In my opinion, Erik Satie was pretty much out of place the whole time. Usually the arts had to catch up to him, whether it was Cubism, Surrealism, Dada, Neo-classicism, and whatever you call the quartal/whole tone things Debussy eventually perfected. But his pop songs were spot-on for his time; even his ragtime pieces.


----------



## Stargazer (Nov 9, 2011)

I always thought that Beethoven's 32nd piano sonata sounded quite out of place with the jazzy bits in the second movement. The first time I ever heard it I actually thought I was listening to the wrong piece, I was like no way this is Beethoven lol. Still, one of my favorite of his piano works!


----------



## Vaneyes (May 11, 2010)

CPE Bach Symphonies, Haydn String Quartets, Mozart Operas, Beethoven Symphonies, Bruckner Symphonies, Janacek String Quartets, Mahler Symphonies, Stravinsky Rite of Spring.


----------



## PetrB (Feb 28, 2012)

"Contrary to public belief it is not that composers are ahead of their time, it is that the music public are 50 years behind the time." ~ Edgar Varèse

I too would have to cite Erik Satie as seeming an musical anomaly by dating, merely, his Trois Gymnopedies, published in a private edition for friends and the few interested in those pieces, in 1888 (!).

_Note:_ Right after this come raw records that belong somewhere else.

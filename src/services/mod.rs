// サービス層
//
// 変換エンジン（分割・分類・規則適用・出力組み立て）と、
// 境界層から利用される補助サービスを提供します。

pub(crate) mod sql_lexer;

pub mod config_loader;
pub mod config_serializer;
pub mod migration_transformer;
pub mod output_composer;
pub mod schema_checker;
pub mod statement_classifier;
pub mod statement_splitter;
pub mod stats_reporter;
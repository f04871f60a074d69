// SQL字句スキャナー
//
// 文法を持たない構造スキャナーです。文字ごとに以下の状態を追跡します。
// - 通常 / シングルクォート / ダブルクォート / ドル引用符（タグ付き）
// - 行コメント（`--`）/ ブロックコメント（`/* */`、ネスト対応）
// - 括弧の深さ
// 分割器（セミコロン）、句分割（カンマ）、キーワード分類はすべてこのスキャナーを共有します。

/// スキャナーの状態
#[derive(Debug, Clone, PartialEq, Eq)]
enum ScanState {
    Normal,
    SingleQuoted,
    DoubleQuoted,
    DollarQuoted(String),
    LineComment,
    /// ブロックコメント（ネスト深さを保持。PostgreSQLのネストされたコメントに対応）
    BlockComment(u32),
}

/// 1ステップで読み進めた文字の分類
#[derive(Debug, Clone, Copy, PartialEq, Eq)]
pub(crate) enum CharClass {
    /// 通常のSQLコード
    Code,
    /// 文字列リテラル（'...'、区切り文字を含む）
    StringLiteral,
    /// 引用符付き識別子（"..."、区切り文字を含む）
    QuotedIdent,
    /// ドル引用符ブロック（タグを含む）
    DollarQuoted,
    /// コメント
    Comment,
}

/// スキャナーが1ステップで読み進めた範囲
#[derive(Debug, Clone, Copy, PartialEq, Eq)]
pub(crate) struct ScanStep {
    /// 開始バイト位置
    pub start: usize,
    /// 終了バイト位置（排他的）
    pub end: usize,
    /// 先頭の文字
    pub ch: char,
    /// 文字の分類
    pub class: CharClass,
    /// この文字を読む直前の括弧の深さ
    pub depth: u32,
}

impl ScanStep {
    /// トップレベル（括弧の外、通常コード）の指定文字か
    pub fn is_top_level(&self, ch: char) -> bool {
        self.class == CharClass::Code && self.depth == 0 && self.ch == ch
    }
}

/// クォート・コメント・括弧を考慮して SQL を走査するスキャナー
#[derive(Debug, Clone)]
pub(crate) struct SqlScanner<'a> {
    sql: &'a str,
    pos: usize,
    state: ScanState,
    depth: u32,
}

impl<'a> SqlScanner<'a> {
    pub fn new(sql: &'a str) -> Self {
        Self {
            sql,
            pos: 0,
            state: ScanState::Normal,
            depth: 0,
        }
    }
}

impl Iterator for SqlScanner<'_> {
    type Item = ScanStep;

    fn next(&mut self) -> Option<ScanStep> {
        let rest = &self.sql[self.pos..];
        let ch = rest.chars().next()?;
        let start = self.pos;
        let depth = self.depth;
        let mut len = ch.len_utf8();

        let class = match &self.state {
            ScanState::Normal => match ch {
                '\'' => {
                    self.state = ScanState::SingleQuoted;
                    CharClass::StringLiteral
                }
                '"' => {
                    self.state = ScanState::DoubleQuoted;
                    CharClass::QuotedIdent
                }
                '-' if rest.starts_with("--") => {
                    self.state = ScanState::LineComment;
                    len = 2;
                    CharClass::Comment
                }
                '/' if rest.starts_with("/*") => {
                    self.state = ScanState::BlockComment(1);
                    len = 2;
                    CharClass::Comment
                }
                '$' => match dollar_tag_at(rest) {
                    Some(tag) => {
                        len = tag.len();
                        self.state = ScanState::DollarQuoted(tag.to_string());
                        CharClass::DollarQuoted
                    }
                    None => CharClass::Code,
                },
                '(' => {
                    self.depth += 1;
                    CharClass::Code
                }
                ')' => {
                    self.depth = self.depth.saturating_sub(1);
                    CharClass::Code
                }
                _ => CharClass::Code,
            },
            ScanState::SingleQuoted => {
                if ch == '\'' {
                    if rest[1..].starts_with('\'') {
                        // エスケープされたシングルクォート('')
                        len = 2;
                    } else {
                        self.state = ScanState::Normal;
                    }
                }
                CharClass::StringLiteral
            }
            ScanState::DoubleQuoted => {
                if ch == '"' {
                    if rest[1..].starts_with('"') {
                        // エスケープされたダブルクォート("")
                        len = 2;
                    } else {
                        self.state = ScanState::Normal;
                    }
                }
                CharClass::QuotedIdent
            }
            ScanState::DollarQuoted(tag) => {
                if ch == '$' && rest.starts_with(tag.as_str()) {
                    len = tag.len();
                    self.state = ScanState::Normal;
                }
                CharClass::DollarQuoted
            }
            ScanState::LineComment => {
                if ch == '\n' {
                    self.state = ScanState::Normal;
                }
                CharClass::Comment
            }
            ScanState::BlockComment(level) => {
                let level = *level;
                if rest.starts_with("/*") {
                    len = 2;
                    self.state = ScanState::BlockComment(level + 1);
                } else if rest.starts_with("*/") {
                    len = 2;
                    self.state = if level == 1 {
                        ScanState::Normal
                    } else {
                        ScanState::BlockComment(level - 1)
                    };
                }
                CharClass::Comment
            }
        };

        self.pos += len;
        Some(ScanStep {
            start,
            end: self.pos,
            ch,
            class,
            depth,
        })
    }
}

/// `$tag$` 形式のドル引用符開始タグを取得
///
/// タグは空でもよく、英数字とアンダースコアのみで構成されます。
/// `$1` のような位置パラメータはタグとして扱いません。
fn dollar_tag_at(rest: &str) -> Option<&str> {
    let end = rest[1..].find('$')?;
    let tag = &rest[..end + 2];
    let inner = &tag[1..tag.len() - 1];
    if inner.starts_with(|c: char| c.is_ascii_digit()) {
        return None;
    }
    if inner.chars().all(|c| c.is_ascii_alphanumeric() || c == '_') {
        Some(tag)
    } else {
        None
    }
}

/// トークンの種別
#[derive(Debug, Clone, Copy, PartialEq, Eq)]
pub(crate) enum TokenKind {
    /// キーワードまたは引用符なし識別子
    Word,
    /// 引用符付き識別子
    QuotedIdent,
    /// 文字列リテラルまたはドル引用符ブロック
    Literal,
    /// 記号（1文字）
    Symbol,
}

/// 字句トークン
#[derive(Debug, Clone, Copy, PartialEq, Eq)]
pub(crate) struct Token<'a> {
    pub kind: TokenKind,
    pub text: &'a str,
    pub start: usize,
    pub end: usize,
}

impl Token<'_> {
    /// キーワード比較（大文字小文字を区別しない。引用符付き識別子は一致しない）
    pub fn is_keyword(&self, keyword: &str) -> bool {
        self.kind == TokenKind::Word && self.text.eq_ignore_ascii_case(keyword)
    }

    /// 識別子として扱えるトークンか
    pub fn is_identifier(&self) -> bool {
        matches!(self.kind, TokenKind::Word | TokenKind::QuotedIdent)
    }

    /// 指定した記号か
    pub fn is_symbol(&self, symbol: char) -> bool {
        self.kind == TokenKind::Symbol && self.text.starts_with(symbol)
    }
}

/// SQLをトークン列に分解（コメントと空白は除去）
pub(crate) fn tokenize(sql: &str) -> Vec<Token<'_>> {
    let mut tokens: Vec<Token<'_>> = Vec::new();
    let mut current: Option<(TokenKind, usize, usize)> = None;

    for step in SqlScanner::new(sql) {
        let kind = match step.class {
            CharClass::Comment => {
                flush_token(sql, &mut current, &mut tokens);
                continue;
            }
            CharClass::Code if step.ch.is_whitespace() => {
                flush_token(sql, &mut current, &mut tokens);
                continue;
            }
            CharClass::Code if step.ch.is_alphanumeric() || step.ch == '_' || step.ch == '$' => {
                TokenKind::Word
            }
            CharClass::Code => {
                flush_token(sql, &mut current, &mut tokens);
                tokens.push(Token {
                    kind: TokenKind::Symbol,
                    text: &sql[step.start..step.end],
                    start: step.start,
                    end: step.end,
                });
                continue;
            }
            CharClass::QuotedIdent => TokenKind::QuotedIdent,
            CharClass::StringLiteral | CharClass::DollarQuoted => TokenKind::Literal,
        };

        match current.as_mut() {
            Some((current_kind, _, end)) if *current_kind == kind && *end == step.start => {
                *end = step.end;
            }
            _ => {
                flush_token(sql, &mut current, &mut tokens);
                current = Some((kind, step.start, step.end));
            }
        }
    }
    flush_token(sql, &mut current, &mut tokens);

    tokens
}

fn flush_token<'a>(
    sql: &'a str,
    current: &mut Option<(TokenKind, usize, usize)>,
    tokens: &mut Vec<Token<'a>>,
) {
    if let Some((kind, start, end)) = current.take() {
        tokens.push(Token {
            kind,
            text: &sql[start..end],
            start,
            end,
        });
    }
}

/// トップレベルのカンマで分割（括弧内・クォート内のカンマでは分割しない）
///
/// 各要素は前後の空白をトリムした部分文字列。空の要素は除外します。
pub(crate) fn split_top_level_commas(sql: &str) -> Vec<&str> {
    let mut parts = Vec::new();
    let mut part_start = 0;

    for step in SqlScanner::new(sql) {
        if step.is_top_level(',') {
            parts.push(&sql[part_start..step.start]);
            part_start = step.end;
        }
    }
    parts.push(&sql[part_start..]);

    parts
        .into_iter()
        .map(str::trim)
        .filter(|part| !part.is_empty())
        .collect()
}

/// 末尾のコメントと空白を取り除く
///
/// 判定はスキャナーの分類に従うため、文字列リテラルやドル引用符ブロック内の
/// `--` はコメントとして扱いません。
pub(crate) fn trim_trailing_comments(sql: &str) -> &str {
    let end = SqlScanner::new(sql)
        .filter(|step| match step.class {
            CharClass::Comment => false,
            CharClass::Code => !step.ch.is_whitespace(),
            _ => true,
        })
        .last()
        .map_or(0, |step| step.end);
    &sql[..end]
}
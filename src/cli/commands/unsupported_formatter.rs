use colored::Colorize;

pub struct UnsupportedStatementFormatter;

impl Default for UnsupportedStatementFormatter {
    fn default() -> Self {
        Self::new()
    }
}

impl UnsupportedStatementFormatter {
    pub fn new() -> Self {
        Self
    }

    pub fn format_error(&self, statements: &[String], command: &str) -> String {
        let mut output = String::new();

        output.push_str(
            format!("{}\n\n", "Unsupported statements detected".red().bold()).as_str(),
        );

        for line in format_statement_lines(statements) {
            output.push_str(line.red().to_string().as_str());
            output.push('\n');
        }

        output.push('\n');
        output.push_str("Aurora DSQL cannot execute these statements. To proceed, choose one of the following:\n");
        output.push_str(&format!(
            "  1. Drop them from the output: {} --force\n",
            command
        ));
        output.push_str("  2. Rewrite the migration so the constraint is not dropped\n");

        output
    }

    pub fn format_warning(&self, statements: &[String]) -> String {
        let mut output = String::new();

        output.push_str(
            format!(
                "{}\n",
                "Warning: Unsupported statements were dropped".yellow().bold()
            )
            .as_str(),
        );

        let lines = format_statement_lines(statements);
        if lines.is_empty() {
            output.push_str("  No unsupported statements were listed.\n");
            return output;
        }

        for line in lines {
            output.push_str(&format!("  {}\n", line.yellow()));
        }

        output
    }
}

fn format_statement_lines(statements: &[String]) -> Vec<String> {
    statements
        .iter()
        .map(|statement| format!("  - {}", statement))
        .collect()
}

Late Romanticism, the Germanic sort, was an amain force throughout Europe, the harmonic language and aesthetic both having permeated the scene, and the majority of non Germanic composers were all 'on the bandwagon,' as it were.

These pieces, contextually, then, published _Three Years after Wagner's Death_ really seem to have come from another planet.

Charles Ives, who trained under Horatio Parker, in a "Brahms Dominated" aesthetic and school of compositional thought, then worked in isolation, not keeping in touch or following any contemporary musical trends or developments. Much of his work did not receive performances or public performances until decades after it was composed. His "The unanswered question" is in a way another unprecedented piece of music, composed in 1906, without knowledge of the earliest of Schoenberg's 'expressionist' chromatic works. Now at one hundred and seven years old, it too, still stands rather well apart.

Then you have the iconoclast Harry Partch, though what he became and 'was about' had more readily attributed influences, by the path he took, the eccentric tunings, the newly contrived instruments, and the social implications of music performance -- all more readily traced to the goings on of his time. (He wished music to once again be a community affair, a rite with the performers not necessarily trained professional performers.)

As eccentric as they may have seemed, or still seem, Scriabin, Sorabji, Alkan, etc. are very much a product of the influences of their own time and the musical 'atmosphere' in which they lived.

I can not think of anyone else, no matter how much they 'beat their own path' or 'marched to their own drummer' (and a host of other appropriate cliches  who was not more directly linked to influence, or still very much a product of their time.


----------



## Sid James (Feb 7, 2009)

In last half of 19th century, there was a strong trend going back to Classicism and Baroque. Early on, Mendelssohn was at the forefront of this, but later composers also got into this, eg. Bizet with his _Symphony in C_, many works by Saint-Saens (eg. his _Suite for cello and orch_.), Gounod's instrumental works like the _Petite Symphonie for winds_, also Grieg's _Holberg Suite _and even Tchaikovsky with his orchestral suite _Mozartiana_ and the _Rococo Variations for cello and orchestra_.

So what I'm saying is that the neo-classicism of the early 20th century had a kind of precursor in some of the works of these & other composers. Not everyone in the late 19th century was interested in _doing a Wagner,_ eg. going for the bigger is better kind of aesthetic. Having said that, Wagner's influence did not pass some of these guys by, but they did not simply do rehash of his music. & in any case, Wagner's use of counterpoint in the _Mastersingers of Nuremberg _prelude is nothing if not about going back to the counterpoint of the past and recasting it in a Romantic mould.


----------



## Klavierspieler (Jul 16, 2011)

Gesualdo..


----------